I am trying to understand the behavior of Firebase Cloud Messaging's client app onNewToken method.

Within the documentation you see several references to several events which can cause FCM to regenerate the token but no comprehensive list. Some samplings:

On initial startup of your app, the FCM SDK generates a registration token for the client app instance. ... This section describes how to retrieve the token and how to monitor changes to the token. Because the token could be rotated after initial startup, you are strongly recommended to retrieve the latest updated registration token.

The registration token may change when

  • The app is restored on a new device
  • The user uninstalls/reinstall the app
  • The user clears app data [1]

Called if the FCM registration token is updated. This may occur if the security of the previous token had been compromised [2]

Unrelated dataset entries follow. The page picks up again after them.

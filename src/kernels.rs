//! Fixed interpolation kernels for transposed-convolution upsampling
//!
//! The trilinear kernel is the outer product of one 1D triangle function per axis.
//! Used as the weights of a stride-`scale` transposed convolution, every output voxel
//! becomes a linear-interpolation weighted average of its neighbouring input voxels.
//!
//! For `scale = 2` the 1D triangle is `[0.5, 1.0, 0.5]` and the 3D kernel is
//! `3 × 3 × 3` with a centre weight of 1.

use crate::error::{LayerError, Result};

/// 1D triangle (linear interpolation) kernel of length `2·scale − 1`.
///
/// Tap `i` has weight `1 − |i − (scale − 1)| / scale`.
pub fn up_kernel_1d(scale: usize) -> Result<Vec<f32>> {
    if scale == 0 {
        return Err(LayerError::InvalidParameter(
            "upsampling scale must be at least 1".to_string(),
        ));
    }
    let centre = (scale - 1) as f32;
    let s = scale as f32;
    Ok((0..2 * scale - 1)
        .map(|i| 1.0 - (i as f32 - centre).abs() / s)
        .collect())
}

/// Separable interpolation kernel with a per-axis scale.
///
/// The result is row-major with the first axis slowest; its extent along axis
/// `a` is `2·scales[a] − 1`.
pub fn separable_up_kernel(scales: &[usize]) -> Result<Vec<f32>> {
    if scales.is_empty() {
        return Err(LayerError::InvalidParameter(
            "kernel dimension must be at least 1".to_string(),
        ));
    }

    let mut kernel = vec![1.0f32];
    for &scale in scales {
        let axis = up_kernel_1d(scale)?;
        let mut next = Vec::with_capacity(kernel.len() * axis.len());
        for &outer in &kernel {
            for &inner in &axis {
                next.push(outer * inner);
            }
        }
        kernel = next;
    }
    Ok(kernel)
}

/// Isotropic `dim`-dimensional linear-interpolation kernel.
///
/// `bilinear_up_kernel(3, 2)` is the `3 × 3 × 3` trilinear kernel.
pub fn bilinear_up_kernel(dim: usize, scale: usize) -> Result<Vec<f32>> {
    separable_up_kernel(&vec![scale; dim])
}

/// The 3D trilinear kernel, extent `2·scale − 1` on every axis.
pub fn trilinear_kernel(scale: usize) -> Result<Vec<f32>> {
    bilinear_up_kernel(3, scale)
}

/// Per-axis scale implied by an odd kernel extent `k = 2·scale − 1`.
pub fn scale_for_extent(extent: usize) -> Result<usize> {
    if extent == 0 || extent % 2 == 0 {
        return Err(LayerError::InvalidParameter(format!(
            "trilinear kernel extent must be odd, got {}",
            extent
        )));
    }
    Ok((extent + 1) / 2)
}
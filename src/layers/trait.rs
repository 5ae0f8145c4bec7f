//! Layer trait definition for volumetric layers
//!
//! This module defines the core Layer trait that every block implements. The trait
//! provides a common interface for forward propagation, backward propagation,
//! parameter updates and shape inference.

use crate::error::Result;
use crate::volume::{Volume, VolumeShape};

/// Core trait for volumetric neural network layers.
///
/// All blocks (Conv3D, Conv3DTranspose, Upsampling3D, MaxPool3D) implement this
/// trait to provide a uniform interface over channels-last 5D volumes.
///
/// # Example
///
/// ```ignore
/// // Forward pass through a layer
/// let output = layer.forward(&input)?;
///
/// // Backward pass to compute gradients
/// let grad_input = layer.backward(&input, &grad_output)?;
/// layer.update_parameters(0.01);
/// ```
pub trait Layer {
    /// Forward propagation through the layer.
    ///
    /// Applies the layer's transformation and caches any intermediate values the
    /// backward pass needs.
    ///
    /// # Errors
    ///
    /// Returns `LayerError::ShapeMismatch` if the input shape is not accepted.
    fn forward(&self, input: &Volume) -> Result<Volume>;

    /// Backward propagation through the layer.
    ///
    /// Returns the gradient with respect to `input` and accumulates parameter
    /// gradients internally.
    ///
    /// # Notes
    ///
    /// - `input` must be the volume passed to the most recent `forward` call
    /// - Parameter gradients are applied via `update_parameters`
    fn backward(&self, input: &Volume, grad_output: &Volume) -> Result<Volume>;

    /// Apply accumulated gradients with plain gradient descent and clear them:
    /// `param = param - learning_rate * gradient`.
    ///
    /// Frozen parameters are left untouched.
    fn update_parameters(&mut self, learning_rate: f32);

    /// Shape produced for an input of shape `input`.
    fn output_shape(&self, input: VolumeShape) -> Result<VolumeShape>;

    /// Number of parameters (trainable or frozen) owned by the layer.
    fn parameter_count(&self) -> usize;

    /// Scope prefix under which the layer's parameters are named.
    fn scope(&self) -> &str;

    /// Named parameters, e.g. `("down1/kernel", [...])`.
    fn named_parameters(&self) -> Vec<(String, Vec<f32>)> {
        Vec::new()
    }
}

/// Join a scope and a parameter name the way variable scopes do.
pub(crate) fn scoped_name(scope: &str, name: &str) -> String {
    if scope.is_empty() {
        name.to_string()
    } else {
        format!("{}/{}", scope, name)
    }
}
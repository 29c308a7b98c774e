//! Output module for exporting scraped records
//!
//! This module handles:
//! - Writing the record set as CSV, JSON and XLSX
//! - Running the exporters so that one failing sink does not stop the others
//! - Summarizing a record set as statistics

mod csv_output;
mod json_output;
pub mod stats;
mod traits;
mod xlsx_output;

pub use csv_output::{CsvExporter, CSV_HEADER};
pub use json_output::{read_records, write_records, JsonExporter};
pub use stats::{print_statistics, HarvestStatistics};
pub use traits::{ExportError, ExportOutcome, ExportResult, Exporter};
pub use xlsx_output::{spreadsheet_row, summarize_list, XlsxExporter, MAX_LIST_ITEMS, XLSX_HEADER};

use crate::config::OutputConfig;
use crate::record::PageRecord;

/// Builds the configured exporters in run order: CSV, JSON, XLSX
pub fn default_exporters(config: &OutputConfig) -> Vec<Box<dyn Exporter>> {
    vec![
        Box::new(CsvExporter::new(&config.csv_path)),
        Box::new(JsonExporter::new(&config.json_path)),
        Box::new(XlsxExporter::new(&config.xlsx_path, config.sheet_title.as_str())),
    ]
}

/// Runs every exporter over the same record set
///
/// Exporters run sequentially in the given order. A failure is logged and
/// recorded in its outcome; the remaining exporters still run.
///
/// # Returns
///
/// One outcome per exporter, in the same order
pub fn export_all(records: &[PageRecord], exporters: &[Box<dyn Exporter>]) -> Vec<ExportOutcome> {
    exporters
        .iter()
        .map(|exporter| {
            let path = exporter.path().to_path_buf();
            let error = match exporter.export(records) {
                Ok(()) => {
                    tracing::info!(
                        "{} export: {} records written to {}",
                        exporter.name(),
                        records.len(),
                        path.display()
                    );
                    None
                }
                Err(e) => {
                    tracing::error!(
                        "{} export to {} failed: {}",
                        exporter.name(),
                        path.display(),
                        e
                    );
                    Some(e)
                }
            };

            ExportOutcome {
                exporter: exporter.name(),
                path,
                error,
            }
        })
        .collect()
}
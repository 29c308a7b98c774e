//! Page-Harvest: a concurrent page scraper
//!
//! This crate fetches a list of web pages over a bounded worker pool, extracts
//! the title, headings, links and image sources from each page, and exports the
//! collected records as CSV, JSON and XLSX.

pub mod config;
pub mod crawler;
pub mod output;
pub mod record;

use thiserror::Error;

/// Main error type for Page-Harvest operations
#[derive(Debug, Error)]
pub enum HarvestError {
    #[error("Configuration error: {0}")]
    Config(#[from] ConfigError),

    #[error("HTTP error for {url}: {source}")]
    Http { url: String, source: reqwest::Error },

    #[error("HTTP status {status} for {url}")]
    Status { url: String, status: u16 },

    #[error("HTTP client error: {0}")]
    Reqwest(#[from] reqwest::Error),

    #[error("Worker task for {url} failed: {message}")]
    Task { url: String, message: String },
}

/// Configuration-specific errors
#[derive(Debug, Error)]
pub enum ConfigError {
    #[error("Failed to read config file: {0}")]
    Io(#[from] std::io::Error),

    #[error("Failed to parse TOML: {0}")]
    Parse(#[from] toml::de::Error),

    #[error("Validation error: {0}")]
    Validation(String),
}

/// Result type alias for Page-Harvest operations
pub type Result<T> = std::result::Result<T, HarvestError>;

/// Result type alias for configuration operations
pub type ConfigResult<T> = std::result::Result<T, ConfigError>;

// Re-export commonly used types
pub use config::Config;
pub use crawler::{run_scrape, Coordinator, HarvestReport};
pub use record::PageRecord;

Suffice to say the token is considered unstable and we should do our due diligence in getting the most up-to-date-token to our backend.

My question comes down to, what happens if these "refresh" events occur when 1) the app is backgrounded or 2) killed. Will onNewToken() still fire in both of these cases?

The FCM best practices references setting up a monthly job to check the latest token

Add app logic in your client app to retrieve the current token using the appropriate API call (such as token(completion): for Apple platforms or getToken() for Android) and then send the current token to your app server for storage (with timestamp). This could be a monthly job configured to cover all clients/tokens [3]

Is the intent behind this to capture the user devices which haven't launched your app in a while? How do you best keep registrations up-to-date for inactive users -- or is it sufficient to simply check the latest token always onCreate() in the MainActivity?

CodePudding user response:

The onNewToken callback can indeed be invoked when the app is backgrounded, which is why it is implemented in a Service.

As far as I know it won't be invoked when the application is killed, as no parts of the app remain active when that happens. So if the app is killed, you will only get the new token once it restarts.

To ensure you work with the latest token for a device, you should implement onNewToken and check for updates to the token when the app restarts (typically in its first/main activity).